Terraform uses HCL (HashiCorp Configuration Language), a declarative language that defines the desired end state:

terraform {
  required_providers {
    aci = {
      source  = "CiscoDevNet/aci"
      version = "~> 2.0"
    }
  }
}

provider "aci" {
  username = "admin"
  password = var.aci_password
  url      = "https://aci-apic.example.com"
  insecure = false
}

resource "aci_tenant" "engineering" {
  name        = "Engineering"
  description = "Engineering department tenant"
}

resource "aci_vrf" "engineering_vrf" {
  tenant_dn = aci_tenant.engineering.id
  name      = "Engineering_VRF"
}

Terraform Workflow

1. terraform init — download required providers and initialise working directory
2. terraform plan — dry run; shows what changes will be made without making them
3. terraform apply — make the changes; create/modify/destroy resources to match the declared state
4. terraform destroy — remove all resources managed by this configuration

Terraform maintains a state file (terraform.tfstate) that tracks the current real-world state of all managed resources. This allows Terraform to determine the delta between the desired state and the current state on each run.

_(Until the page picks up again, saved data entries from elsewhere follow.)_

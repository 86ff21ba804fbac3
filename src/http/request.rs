//! Request identification.
//!
//! # Responsibilities
//! - Generate a unique request ID (UUID v4) as early as possible
//! - Propagate it onto the response
//! - Expose it to handlers for structured logs

use axum::http::{HeaderName, Request};
use tower_http::request_id::{MakeRequestId, RequestId};
use uuid::Uuid;

pub const X_REQUEST_ID: HeaderName = HeaderName::from_static("x-request-id");

/// Generates `x-request-id` values for requests that arrive without one.
#[derive(Debug, Clone, Copy, Default)]
pub struct MakeRequestUuid;

impl MakeRequestId for MakeRequestUuid {
    fn make_request_id<B>(&mut self, _request: &Request<B>) -> Option<RequestId> {
        let value = Uuid::new_v4().to_string().parse().ok()?;
        Some(RequestId::new(value))
    }
}

/// Read the request ID set by the request-id layers.
pub trait RequestIdExt {
    fn request_id(&self) -> &str;
}

impl<B> RequestIdExt for Request<B> {
    fn request_id(&self) -> &str {
        self.headers()
            .get(X_REQUEST_ID)
            .and_then(|v| v.to_str().ok())
            .unwrap_or("unknown")
    }
}

#[cfg(test)]
mod tests {
    use super::*;
    use axum::body::Body;

    #[test]
    fn test_generates_uuid() {
        let req = Request::builder().body(Body::empty()).unwrap();
        let id = MakeRequestUuid.make_request_id(&req).unwrap();
        let value = id.header_value().to_str().unwrap();
        assert!(Uuid::parse_str(value).is_ok());
    }

    #[test]
    fn test_request_id_ext() {
        let req = Request::builder()
            .header("x-request-id", "abc")
            .body(Body::empty())
            .unwrap();
        assert_eq!(req.request_id(), "abc");

        let req = Request::builder().body(Body::empty()).unwrap();
        assert_eq!(req.request_id(), "unknown");
    }
}
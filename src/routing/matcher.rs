//! Route matching logic.
//!
//! # Responsibilities
//! - Evaluate one header rule against the values a request presented
//! - Decide route eligibility by ANDing its header rules (fail-fast)
//! - Match host header (exact match, case-insensitive, port ignored)
//! - Match path prefix (case-sensitive)
//!
//! # Design Decisions
//! - Pure functions over borrowed inputs: no locks, no allocation on the
//!   common path, safe to call from any number of tasks at once
//! - A header sent more than once never satisfies a value-mode rule;
//!   sub-values inside one header value are not split
//! - Missing or empty headers are ordinary non-matches, never errors

use std::borrow::Cow;

use axum::http::{header::ValueIter, HeaderMap, HeaderValue, Request};

use crate::routing::rule::{HeaderMatchMode, HeaderRule, HeaderRuleSet};

/// Per-request header lookup.
///
/// Returns every raw value the request carried for `name`, in the order
/// received. Name lookup is case-insensitive.
pub trait HeaderSource {
    type Values<'a>: Iterator<Item = Cow<'a, str>>
    where
        Self: 'a;

    fn header_values<'a>(&'a self, name: &'a str) -> Self::Values<'a>;
}

type LossyValue<'a> = fn(&'a HeaderValue) -> Cow<'a, str>;

fn lossy(value: &HeaderValue) -> Cow<'_, str> {
    String::from_utf8_lossy(value.as_bytes())
}

impl HeaderSource for HeaderMap {
    type Values<'a> = std::iter::Map<ValueIter<'a, HeaderValue>, LossyValue<'a>>;

    fn header_values<'a>(&'a self, name: &'a str) -> Self::Values<'a> {
        self.get_all(name).into_iter().map(lossy as LossyValue<'a>)
    }
}

impl<B> HeaderSource for Request<B> {
    type Values<'a> = <HeaderMap as HeaderSource>::Values<'a>
    where
        Self: 'a;

    fn header_values<'a>(&'a self, name: &'a str) -> Self::Values<'a> {
        self.headers().header_values(name)
    }
}

/// Plain name/value pairs, for callers that don't hold an `http::HeaderMap`.
#[derive(Debug, Clone, Default, PartialEq, Eq)]
pub struct HeaderList {
    entries: Vec<(String, String)>,
}

impl HeaderList {
    pub fn new() -> Self {
        Self::default()
    }

    /// Append one header entry. Repeating a name adds another entry.
    pub fn push(&mut self, name: impl Into<String>, value: impl Into<String>) {
        self.entries.push((name.into(), value.into()));
    }

    pub fn with(mut self, name: impl Into<String>, value: impl Into<String>) -> Self {
        self.push(name, value);
        self
    }

    pub fn len(&self) -> usize {
        self.entries.len()
    }

    pub fn is_empty(&self) -> bool {
        self.entries.is_empty()
    }
}

impl<N: Into<String>, V: Into<String>> FromIterator<(N, V)> for HeaderList {
    fn from_iter<T: IntoIterator<Item = (N, V)>>(iter: T) -> Self {
        Self {
            entries: iter.into_iter().map(|(n, v)| (n.into(), v.into())).collect(),
        }
    }
}

/// Iterator over the values of one name in a [`HeaderList`].
pub struct HeaderListValues<'a> {
    entries: std::slice::Iter<'a, (String, String)>,
    name: &'a str,
}

impl<'a> Iterator for HeaderListValues<'a> {
    type Item = Cow<'a, str>;

    fn next(&mut self) -> Option<Self::Item> {
        let name = self.name;
        self.entries
            .by_ref()
            .find(|(n, _)| n.eq_ignore_ascii_case(name))
            .map(|(_, v)| Cow::Borrowed(v.as_str()))
    }
}

impl HeaderSource for HeaderList {
    type Values<'a> = HeaderListValues<'a>;

    fn header_values<'a>(&'a self, name: &'a str) -> Self::Values<'a> {
        HeaderListValues {
            entries: self.entries.iter(),
            name,
        }
    }
}

/// Returns true if `values` (everything the request sent for `rule.name()`)
/// satisfies `rule`.
///
/// Only the first two values are inspected for value-mode rules: a second
/// entry is enough to reject the match.
pub fn header_matches<I, S>(values: I, rule: &HeaderRule) -> bool
where
    I: IntoIterator<Item = S>,
    S: AsRef<str>,
{
    let mut values = values.into_iter();
    let first = match values.next() {
        Some(v) => v,
        None => return false,
    };

    match values.next() {
        None => {
            let value = first.as_ref();
            if value.is_empty() {
                return false;
            }
            match rule.mode() {
                HeaderMatchMode::Exists => true,
                HeaderMatchMode::ExactHeader => rule
                    .values()
                    .iter()
                    .any(|accepted| equals(value, accepted, rule.is_case_sensitive())),
                HeaderMatchMode::HeaderPrefix => rule
                    .values()
                    .iter()
                    .any(|accepted| starts_with(value, accepted, rule.is_case_sensitive())),
            }
        }
        // Repeated header: only presence can be judged.
        Some(second) => {
            rule.mode() == HeaderMatchMode::Exists
                && (!first.as_ref().is_empty()
                    || !second.as_ref().is_empty()
                    || values.any(|v| !v.as_ref().is_empty()))
        }
    }
}

/// Returns true if every rule in `rules` is satisfied by `headers`.
///
/// Rules are evaluated in declaration order and the first failure ends the
/// evaluation. An empty rule set is always eligible.
pub fn is_eligible<H>(headers: &H, rules: &HeaderRuleSet) -> bool
where
    H: HeaderSource + ?Sized,
{
    rules.iter().all(|rule| {
        let matched = header_matches(headers.header_values(rule.name()), rule);
        if !matched {
            tracing::trace!(header = rule.name(), mode = %rule.mode(), "Header rule not satisfied");
        }
        matched
    })
}

fn equals(value: &str, accepted: &str, case_sensitive: bool) -> bool {
    if case_sensitive {
        value == accepted
    } else if value.is_ascii() && accepted.is_ascii() {
        value.eq_ignore_ascii_case(accepted)
    } else {
        value.chars().map(fold).eq(accepted.chars().map(fold))
    }
}

fn starts_with(value: &str, prefix: &str, case_sensitive: bool) -> bool {
    if case_sensitive {
        value.starts_with(prefix)
    } else if value.is_ascii() && prefix.is_ascii() {
        value.len() >= prefix.len()
            && value.as_bytes()[..prefix.len()].eq_ignore_ascii_case(prefix.as_bytes())
    } else {
        let mut folded = value.chars().map(fold);
        prefix.chars().all(|c| folded.next() == Some(fold(c)))
    }
}

/// Simple one-to-one uppercase mapping. A char whose uppercase form is
/// several chars (e.g. `ß`) maps to itself.
fn fold(c: char) -> char {
    let mut upper = c.to_uppercase();
    match (upper.next(), upper.next()) {
        (Some(u), None) => u,
        _ => c,
    }
}

/// Matches the Host header.
#[derive(Debug, Clone)]
pub struct HostMatcher {
    expected_host: String,
}

impl HostMatcher {
    /// The host is normalized to lowercase for case-insensitive matching.
    /// A port in the configured host is dropped, as it is on the request side.
    pub fn new(host: impl Into<String>) -> Self {
        let host = host.into();
        Self {
            expected_host: strip_port(&host).to_ascii_lowercase(),
        }
    }

    pub fn host(&self) -> &str {
        &self.expected_host
    }

    pub fn matches(&self, host: Option<&str>) -> bool {
        host.map(strip_port)
            .map(|h| h.eq_ignore_ascii_case(&self.expected_host))
            .unwrap_or(false)
    }
}

fn strip_port(host: &str) -> &str {
    let host = host.trim();
    if host.starts_with('[') {
        // IPv6 literal: keep everything up to the closing bracket.
        return match host.find(']') {
            Some(end) => &host[..=end],
            None => host,
        };
    }
    host.split(':').next().unwrap_or(host)
}

/// Matches the request path prefix.
#[derive(Debug, Clone)]
pub struct PathPrefixMatcher {
    prefix: String,
}

impl PathPrefixMatcher {
    pub fn new(prefix: impl Into<String>) -> Self {
        Self {
            prefix: prefix.into(),
        }
    }

    pub fn prefix(&self) -> &str {
        &self.prefix
    }

    pub fn matches(&self, path: &str) -> bool {
        path.starts_with(&self.prefix)
    }
}

#[cfg(test)]
mod tests {
    use super::*;
    use axum::body::Body;

    fn exact(values: &[&str], case_sensitive: bool) -> HeaderRule {
        HeaderRule::exact("X", values.iter().copied(), case_sensitive).unwrap()
    }

    fn prefix(values: &[&str], case_sensitive: bool) -> HeaderRule {
        HeaderRule::prefix("X", values.iter().copied(), case_sensitive).unwrap()
    }

    fn exists() -> HeaderRule {
        HeaderRule::exists("X").unwrap()
    }

    #[test]
    fn test_exact_case_insensitive() {
        assert!(header_matches(["foo"], &exact(&["foo"], false)));
        assert!(header_matches(["foo"], &exact(&["FOO"], false)));
        assert!(!header_matches(["foo"], &exact(&["FOO"], true)));
        assert!(header_matches(["FOO"], &exact(&["FOO"], true)));
    }

    #[test]
    fn test_prefix_vs_exact() {
        assert!(header_matches(["foobar"], &prefix(&["foo"], false)));
        assert!(!header_matches(["foobar"], &exact(&["foo"], false)));
        assert!(header_matches(["FOObar"], &prefix(&["foo"], false)));
        assert!(!header_matches(["FOObar"], &prefix(&["foo"], true)));
        assert!(!header_matches(["fo"], &prefix(&["foo"], false)));
    }

    #[test]
    fn test_any_accepted_value_suffices() {
        let rule = exact(&["a", "b", "c"], true);
        assert!(header_matches(["b"], &rule));
        assert!(!header_matches(["d"], &rule));

        let rule = prefix(&["v1.", "v2."], true);
        assert!(header_matches(["v2.3"], &rule));
    }

    #[test]
    fn test_repeated_header() {
        assert!(!header_matches(["a", "b"], &exact(&["a"], false)));
        assert!(!header_matches(["a", "b"], &prefix(&["a"], false)));
        assert!(!header_matches(["a", "a"], &exact(&["a"], false)));
        assert!(header_matches(["a", "b"], &exists()));
    }

    #[test]
    fn test_missing_or_empty_header() {
        let none: [&str; 0] = [];
        for rule in [exact(&["a"], false), prefix(&["a"], false), exists()] {
            assert!(!header_matches(none, &rule));
            assert!(!header_matches([""], &rule));
        }
    }

    #[test]
    fn test_comma_separated_values_are_not_split() {
        assert!(!header_matches(["a, b"], &exact(&["a"], false)));
        assert!(header_matches(["a, b"], &prefix(&["a"], false)));
    }

    #[test]
    fn test_non_ascii_case_folding() {
        assert!(header_matches(["ÄPFEL"], &exact(&["äpfel"], false)));
        assert!(!header_matches(["ÄPFEL"], &exact(&["äpfel"], true)));
        assert!(header_matches(["Ärger-frei"], &prefix(&["ä"], false)));
    }

    #[test]
    fn test_case_folding_is_one_char_to_one_char() {
        // Dotted capital I lowercases to two chars; it must not match `i`.
        assert!(!header_matches(["\u{130}stanbul"], &prefix(&["i"], false)));
        assert!(!header_matches(["\u{130}"], &exact(&["i\u{307}"], false)));
        // Kelvin sign is not the letter K.
        assert!(!header_matches(["\u{212A}"], &exact(&["k"], false)));
        assert!(header_matches(["stra\u{df}e"], &exact(&["STRA\u{df}E"], false)));
        assert!(!header_matches(["strasse"], &exact(&["stra\u{df}e"], false)));
    }

    #[test]
    fn test_is_eligible_stops_at_first_failing_rule() {
        use std::cell::RefCell;

        struct Recording {
            inner: HeaderList,
            looked_up: RefCell<Vec<String>>,
        }

        impl HeaderSource for Recording {
            type Values<'a> = HeaderListValues<'a>;

            fn header_values<'a>(&'a self, name: &'a str) -> Self::Values<'a> {
                self.looked_up.borrow_mut().push(name.to_string());
                self.inner.header_values(name)
            }
        }

        let headers = Recording {
            inner: HeaderList::new().with("A", "1").with("C", "3"),
            looked_up: RefCell::new(Vec::new()),
        };
        let rules = HeaderRuleSet::new(vec![
            HeaderRule::exists("A").unwrap(),
            HeaderRule::exists("B").unwrap(),
            HeaderRule::exists("C").unwrap(),
        ]);

        assert!(!is_eligible(&headers, &rules));
        assert_eq!(*headers.looked_up.borrow(), vec!["A".to_string(), "B".to_string()]);
    }

    #[test]
    fn test_evaluation_is_deterministic() {
        let rule = prefix(&["foo"], false);
        let first = header_matches(["FooBar"], &rule);
        for _ in 0..10 {
            assert_eq!(header_matches(["FooBar"], &rule), first);
        }
    }

    #[test]
    fn test_header_map_source() {
        let req = Request::builder()
            .header("content-type", "Application/JSON")
            .header("x-multi", "a")
            .header("x-multi", "b")
            .body(Body::default())
            .unwrap();

        let ct = HeaderRule::exact("Content-Type", ["application/json"], false).unwrap();
        let multi_exact = HeaderRule::exact("X-Multi", ["a"], false).unwrap();
        let multi_exists = HeaderRule::exists("X-Multi").unwrap();

        assert!(is_eligible(&req, &HeaderRuleSet::new(vec![ct.clone()])));
        assert!(!is_eligible(&req, &HeaderRuleSet::new(vec![multi_exact])));
        assert!(is_eligible(&req, &HeaderRuleSet::new(vec![ct, multi_exists])));
    }

    #[test]
    fn test_is_eligible_requires_all_rules() {
        let headers = HeaderList::new().with("X-Env", "prod").with("x-region", "eu-west");
        let env = HeaderRule::exact("x-env", ["prod"], true).unwrap();
        let region = HeaderRule::prefix("X-Region", ["eu-"], true).unwrap();
        let missing = HeaderRule::exists("Authorization").unwrap();

        assert!(is_eligible(&headers, &HeaderRuleSet::empty()));
        assert!(is_eligible(&headers, &HeaderRuleSet::new(vec![env.clone(), region.clone()])));
        assert!(!is_eligible(&headers, &HeaderRuleSet::new(vec![env, missing, region])));
    }

    #[test]
    fn test_host_matcher() {
        let matcher = HostMatcher::new("example.com");

        assert!(matcher.matches(Some("example.com")));
        assert!(matcher.matches(Some("EXAMPLE.COM"))); // Case insensitive
        assert!(matcher.matches(Some("example.com:8080")));
        assert!(!matcher.matches(Some("other.com")));
        assert!(!matcher.matches(None));

        let with_port = HostMatcher::new("Example.com:8080");
        assert_eq!(with_port.host(), "example.com");
        assert!(with_port.matches(Some("example.com:8080")));
        assert!(with_port.matches(Some("example.com")));

        let v6 = HostMatcher::new("[::1]");
        assert!(v6.matches(Some("[::1]:443")));
    }

    #[test]
    fn test_path_matcher() {
        let matcher = PathPrefixMatcher::new("/api");

        assert!(matcher.matches("/api/v1"));
        assert!(!matcher.matches("/images"));
        assert!(!matcher.matches("/API/v1"));
    }
}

Cisco providers available for Terraform:

• Cisco ACI provider: provisions tenants, VRFs, EPGs, contracts, and all ACI constructs
• Cisco NSO provider: interacts with Network Services Orchestrator for multi-vendor provisioning
• Meraki provider: manages Meraki organisations, networks, and devices

Python with Netmiko and NAPALM

Before Ansible and Terraform became standard, the dominant approach to network automation was Python with SSH libraries. These tools remain widely used and are important for custom scripts and integrations.

Netmiko is a Python library that simplifies SSH connections to multi-vendor network devices. It handles the connection, prompt detection, and command output parsing:

from netmiko import ConnectHandler

device = {
    "device_type": "cisco_ios",
    "host": "10.0.0.1",
    "username": "admin",
    "password": "cisco123",
}

with ConnectHandler(**device) as conn:
    output = conn.send_command("show ip route")
    conn.send_config_set(["ntp server 192.168.1.1"])
    print(output)

NAPALM (Network Automation and Programmability Abstraction Layer with Multivendor support) provides a higher-level abstraction. The same Python code works against Cisco IOS, Juniper JunOS, and Arista EOS by using a unified API:

from napalm import get_network_driver

driver = get_network_driver("ios")
device = driver("10.0.0.1", "admin", "password")
device.open()
facts = device.get_facts()
interfaces = device.get_interfaces()
device.close()

NAPALM is particularly useful for gathering consistent operational data (interface status, ARP tables, BGP peers) across a multi-vendor environment.

Infrastructure as Code Benefits

Treating network configuration as code — stored in Git, reviewed via pull requests, and deployed by pipelines — brings software engineering discipline to network operations:

Cisco DevNet Resources

Cisco’s DevNet program provides certification tracks and learning resources specifically for network programmability:

The DevNet Sandbox (developer.cisco.com/site/sandbox/) provides free, always-on and reservation-based lab access to DNA Center, Meraki, ACI, IOS XE, and other platforms — all via real APIs, with no physical hardware required. It is the fastest way to start practising network automation without building a home lab.